The origin of whiskey has evolved into a long and rather Sisyphean debate. There is, however, the widely accepted notion amongst the whiskey drinking community that it was the Irish monks who brought home the secrets of distillation of perfumes. They had acquired the skills from their trips to the Mediterranean countries as early as the 11th century. The word ‘whiskey’, in fact, originates from the Gaelic expression ‘water of life’. It took the Irish 600 years to establish a whiskey industry when in 1608, the world’s first distillery became licensed and operational in Ireland. The art of whiskey making soon spread to other countries and regions, with quite a distilleries making some of the finest drinks there ever were. Amidst all of that, the Irish whiskey has maintained its character, representing the Irish way of life and the fabled Irish drinking.
In a country that not only cherishes its whiskey but celebrates it, being the most popular whiskey speaks for itself. Powers Gold Label, with its mildly spicy pot-still character, has become just that. Powers witnesses more consumption of their offering within the country than abroad. The brand gained renewed popularity with their relaunch in 2013. The story of the brand of Powers, however, goes back more than 200 hundred years in time.

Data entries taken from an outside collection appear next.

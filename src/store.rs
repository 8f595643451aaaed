//! # Training Store
//!
//! Ordered, in-memory collection of labeled examples. The store is
//! deliberately dumb: parsing, feature extraction and retraining are
//! orchestrated by [`HikePredictor`](crate::HikePredictor), which keeps the
//! store and the model consistent. Nothing here survives a process restart.

use serde::Serialize;

use crate::FeatureVector;

/// A labeled route: features plus the observed completion time.
///
/// Created on a successful training submission, removed on explicit deletion,
/// never mutated otherwise.
#[derive(Debug, Clone, Serialize)]
pub struct TrainingExample {
    /// Unique identifier (uuid v4), generated at submission time.
    pub id: String,
    /// Display name, typically the uploaded filename.
    pub name: String,
    /// Extracted feature vector, keys in extraction order.
    pub features: FeatureVector,
    /// Observed completion time in minutes.
    pub completion_time: f64,
}

/// Insertion-ordered collection of [`TrainingExample`]s.
#[derive(Debug, Default)]
pub struct TrainingStore {
    examples: Vec<TrainingExample>,
}

impl TrainingStore {
    pub fn new() -> Self {
        Self::default()
    }

    /// Append an example. Order is insertion order, never re-sorted.
    pub fn push(&mut self, example: TrainingExample) {
        self.examples.push(example);
    }

    /// Remove the example with the given id.
    ///
    /// Returns `true` if something was removed. Removing an unknown id is a
    /// no-op, so the operation is idempotent.
    pub fn remove(&mut self, id: &str) -> bool {
        let before = self.examples.len();
        self.examples.retain(|e| e.id != id);
        self.examples.len() != before
    }

    /// Remove and return the most recently appended example.
    /// Used to roll back a failed add.
    pub fn pop(&mut self) -> Option<TrainingExample> {
        self.examples.pop()
    }

    /// All examples in insertion order. Read-only view.
    pub fn examples(&self) -> &[TrainingExample] {
        &self.examples
    }

    pub fn len(&self) -> usize {
        self.examples.len()
    }

    pub fn is_empty(&self) -> bool {
        self.examples.is_empty()
    }
}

The journey of Powers began in 1791, when an innkeeper, James Power, built a small scale distillery behind his establishment at 109 Thomas Street and saw a production of 6,000 gallons in its first year. James was soon joined by his son John Power in the distillation business and the distillery came to be known as James Power & Son. The small distillery began growing in business and eventually needed to relocate to accommodate the increased demand of production. Thus in 1822, James Power & Son was renamed as John Power & Son and was moved to John’s Lane, a little distance from the original site at Thomas Street. The new distillery had three single pot-stills.

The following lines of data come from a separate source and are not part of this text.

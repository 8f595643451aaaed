//! Error taxonomy for the prediction pipeline.
//!
//! Every fallible core operation returns a [`PredictorError`]; nothing panics
//! across the crate boundary. The feature-schema variants
//! ([`MissingFeature`](PredictorError::MissingFeature),
//! [`InconsistentFeatures`](PredictorError::InconsistentFeatures)) are defensive:
//! they cannot occur while the extractor emits a fixed schema, but they catch
//! drift between training and prediction if the feature set ever changes.

use thiserror::Error;

#[derive(Debug, Error)]
pub enum PredictorError {
    /// The uploaded bytes are not a valid GPX document.
    #[error("failed to parse track log: {0}")]
    Parse(#[from] gpx::errors::GpxError),

    /// A training submission has untimestamped points, so no completion time
    /// can be derived from it. The same file can still be used for prediction.
    #[error("track log has no usable timestamps, cannot derive a completion time")]
    MissingLabel,

    /// Prediction was requested before any training example exists.
    #[error("no training examples, model is untrained")]
    NotTrained,

    /// A feature the model was trained on is absent from the prediction input.
    #[error("feature '{0}' missing from prediction input")]
    MissingFeature(String),

    /// A stored example does not carry a feature the current schema requires.
    #[error("training example '{id}' is missing feature '{name}'")]
    InconsistentFeatures { id: String, name: String },

    /// The regressor refused to fit the current training set.
    #[error("regression fit failed: {0}")]
    Fit(String),
}
pub mod card;
pub mod category;
pub mod location;
pub mod player;
pub mod universe;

The Excise Act of 1823 paved the way for a rapid expansion of the whiskey industry and the distillery of John Power & Son was no exception. The expansion saw Powers deliver an output of 300,000 gallons a year by 1833. The heightened production spurred further growth when the distillery was refurbished and expanded in 1871 launching the annual production to 900,000 gallons during the mid-1880s.
The 1823 Excise Act had catapulted the Irish distilleries, especially those in Dublin, to be seated amongst the worlds’ largest distilleries. The ‘Big Four’ of Ireland — Powers, John Jameson, William Jameson, and George Roe — began shaping the Irish distilling landscape with various innovations. It was during this period, in 1886, when John Power & Son became the first distillery in Dublin to bottle their own whiskey, that the idea of Powers Gold Label was born. Each bottle came with a glamorous gold label.

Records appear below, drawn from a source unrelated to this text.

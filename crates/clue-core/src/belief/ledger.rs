use crate::error::{ClueError, Conflict};
use crate::model::card::Card;
use crate::model::category::Category;
use crate::model::location::Location;
use std::collections::BTreeMap;

/// Append-only record of every card whose location has been proven.
#[derive(Debug, Clone, Default, PartialEq, Eq)]
pub struct KnownCards {
    entries: BTreeMap<Card, Location>,
}

impl KnownCards {
    pub fn new() -> Self {
        Self::default()
    }

    /// Adds `card` at `location`. Re-recording the same fact is a no-op; a
    /// different location for an already-recorded card is a conflict.
    pub fn record(&mut self, card: Card, location: Location) -> Result<bool, ClueError> {
        match self.entries.get(&card) {
            Some(existing) if *existing == location => Ok(false),
            Some(existing) => Err(ClueError::violation(Conflict::TwoLocations {
                card,
                first: *existing,
                second: location,
            })),
            None => {
                self.entries.insert(card, location);
                Ok(true)
            }
        }
    }

    pub fn location(&self, card: Card) -> Option<Location> {
        self.entries.get(&card).copied()
    }

    pub fn contains(&self, card: Card) -> bool {
        self.entries.contains_key(&card)
    }

    pub fn len(&self) -> usize {
        self.entries.len()
    }

    pub fn is_empty(&self) -> bool {
        self.entries.is_empty()
    }

    pub fn iter(&self) -> impl Iterator<Item = (Card, Location)> + '_ {
        self.entries.iter().map(|(card, location)| (*card, *location))
    }

    pub fn envelope_cards(&self) -> Vec<Card> {
        self.iter()
            .filter(|(_, location)| *location == Location::Envelope)
            .map(|(card, _)| card)
            .collect()
    }

    pub fn envelope_card(&self, category: Category) -> Option<Card> {
        self.envelope_cards()
            .into_iter()
            .find(|card| card.category == category)
    }
}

The distillery kept undergoing changes and in 1961, the distillery installed a Coffey still and branched into the production of vodka and gin, departing from an age old tradition of shunning Coffey stills. The distillery was also a pioneer in the Irish blended whiskey. The Irish whiskey industry was, however, struggling to keep pace with the competition from their Scottish counterparts alongside the Prohibition in the US. Powers and the remaining distilleries in the Republic of Ireland (Cork Distillers and John Jameson) merged in 1966 to form the Irish Distillers Group. The Irish Distillers Group decided to relocate all the whisky making to the Midleton Distillery and the John’s Lane distillery was closed in 1974.
The Irish Distillers Group was taken over by Pernod Ricard in 1989.
The Whisky behind the ‘Gold’ label
The Powers Gold Label is the Republic of Ireland’s best-selling whiskey. The whiskey is blend of pot still and grain whiskey, with the pot still element gaining a slight dominance giving it a slightly more spicy bite. The Gold Label’s taste and nose are reminiscent of a traditional whiskey distillation process that has not yet been lost in blends. While the Powers distillery is now almost demolished, the spirit of the Dublin distillers has been kept alive in their whiskey.